There are strengths in the management of the patient described herein. The bone marrow examination and the gene test of BCR-ABL and JAK2-V617F mutation were necessary and thorough and they excluded possible hematological disorders. Hydroxycarbamide was not administered given that the diagnosis of ET was not confirmed. Thrombocytosis was asymptomatic in this case, which precluded the possible side effects of Hydroxycarbamide when the patient was in a critical condition. It is known that ANCA-associated CGN may lead to chronic renal insufficiency and even death due to infection and uremia complications. The treatments were appropriately intense and effective inasmuch as the renal function almost recovered to the normal range and there was no occurrence of severe complications during the treatment course. In addition, we performed a 6-month follow-up to administer regular tests and timely treatments so as to ascertain that the diagnosis was accurate and complete. The limitation is that we did not detect inflammatory factors such as C-reactive protein (CRP) and interleukin (IL-6) and discontinued the regular ANCA serology test after the patient’s discharge, which reflects the inflammatory state to some extent.

Secondary thrombocytosis usually has a platelet count of fewer than 800 × 109 L (5). Although extreme thrombocytosis usually appears in ET, caution should be exercised regarding the diagnosis given that the morbidity of ET is much lower than that of RT (6). We searched several studies (7-9) reporting extreme RT in which the primary diseases were splenectomy, iron deficiency, and infection including respiratory syncytial virus bronchiolitis and pneumonia (mostly in infants). A study on Chinese people indicated that RT is not rare in ANCA-associated vasculitis patients and it has an occurrence rate of about 20% (10).
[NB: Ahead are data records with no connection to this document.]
// ==========================================
// 零部件供应链溯源系统 - 零部件领域模型
// ==========================================
// 对齐: scripts/dev_db/schema.sql parts / parts_structures 表
// 红线: 可空列以 Option 端到端表达, 不得以零值冒充缺失
// ==========================================

use crate::domain::types::AmountRequiredUnit;
use chrono::NaiveDateTime;
use serde::{Deserialize, Serialize};
use uuid::Uuid;

// ==========================================
// Part - 零部件
// ==========================================
// 用途: 事业者在特定工厂登记的零部件实例
// trace_id 将零部件与其 CFP 以及取引关系关联起来
#[derive(Debug, Clone, Serialize, Deserialize)]
pub struct Part {
    // ===== 主键 =====
    pub trace_id: Uuid, // 溯源标识（全局唯一）

    // ===== 归属 =====
    pub operator_id: Uuid, // 事业者标识
    pub plant_id: Uuid,    // 工厂标识

    // ===== 基础信息 =====
    pub parts_name: String,                 // 零部件名
    pub support_parts_name: Option<String>, // 辅助零部件名（补充项次）
    pub terminated_flag: bool,              // 终端标志（true=溯源到此为止）

    // ===== 数量维度 =====
    pub amount_required: Option<f64>,                     // 必要数量
    pub amount_required_unit: Option<AmountRequiredUnit>, // 必要数量单位

    // ===== 附加信息 =====
    pub parts_label_name: Option<String>, // 零部件标签名
    pub parts_add_info1: Option<String>,  // 附加信息1
    pub parts_add_info2: Option<String>,  // 附加信息2
    pub parts_add_info3: Option<String>,  // 附加信息3

    // ===== 审计字段 =====
    pub created_at: NaiveDateTime,          // 记录创建时间
    pub created_user_id: String,            // 创建者
    pub updated_at: NaiveDateTime,          // 记录更新时间
    pub updated_user_id: String,            // 更新者
    pub deleted_at: Option<NaiveDateTime>,  // 软删除时间（非空=对读取不可见）
}

// ==========================================
// PartsStructureEdge - 部品構成边
// ==========================================
// 语义: trace_id 是 parent_trace_id 的直接子件
// 根零件持有 parent_trace_id = nil-UUID 的边
#[derive(Debug, Clone, Serialize, Deserialize)]
pub struct PartsStructureEdge {
    // ===== 复合主键 =====
    pub trace_id: Uuid,        // 子件溯源标识
    pub parent_trace_id: Uuid, // 父件溯源标识（nil-UUID=根）

    // ===== 审计字段 =====
    pub created_at: NaiveDateTime,
    pub created_user_id: String,
    pub updated_at: NaiveDateTime,
    pub updated_user_id: String,
    pub deleted_at: Option<NaiveDateTime>,
}

// ==========================================
// PartsStructure - 一级结构视图
// ==========================================
// 用途: find_structure 的返回值（父件 + 直接子件, 不递归）
#[derive(Debug, Clone, Serialize, Deserialize)]
pub struct PartsStructure {
    pub parent: Part,        // 父件
    pub children: Vec<Part>, // 直接子件（按 trace_id 升序）
}

// ==========================================
// PartsFilter - 零部件检索条件
// ==========================================
// operator_id 必填, 其余为可选过滤项
#[derive(Debug, Clone, Default)]
pub struct PartsFilter {
    pub operator_id: Uuid,              // 事业者标识（必填）
    pub trace_id: Option<Uuid>,         // 按溯源标识过滤
    pub parts_name: Option<String>,     // 按零部件名过滤
    pub plant_id: Option<Uuid>,         // 按工厂过滤
    pub parent_flag: Option<bool>,      // true=仅根零件（部品構成边 parent 为 nil-UUID）
    pub limit: Option<usize>,           // 返回上限
}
Nevertheless, no further studies have systematically reported the range of thrombocytosis. Among the cases which we found relating to immune complex and ANCA-associated CGN, no one reported the occurrence of extreme thrombocytosis. Inversely, there were cases reporting a probable association between thrombocytopenia and ANCA (3, 11).

Some studies have reported that the immune complex acts synergistically with ANCA to produce more severe glomerulonephritis, as is manifested by heavier proteinuria and inferior kidney function (12, 13). That means that the coexistence of ANCA and the immune complex may cause a far more active immune and inflammatory state, leading to an extremely high platelet count. There have been a considerable number of articles researching the association between thrombocytosis and cytokines such as IL-6, IL-11, and thyroperoxidase (TPO) in inflammatory conditions such as infection and rheumatoid arthritis. With respect to CGN, however, there are only a few animal studies contradictorily showing a relation between the platelet count and nephritis and failing to mention ANCA (14, 15). More clinical and basic studies are needed to uncover the association between extreme RT and the immune complex in ANCA-associated CGN and further reveal the possible mechanism.

Reaching a definite diagnosis of thrombocytosis is not as easy as expected in some cases. The coexistence of ANCA and the immune complex may cause severe CGN, leading to extreme RT. The roles that the immune complex and ANCA play in the effect of the PLT count and function on CGN need further studies.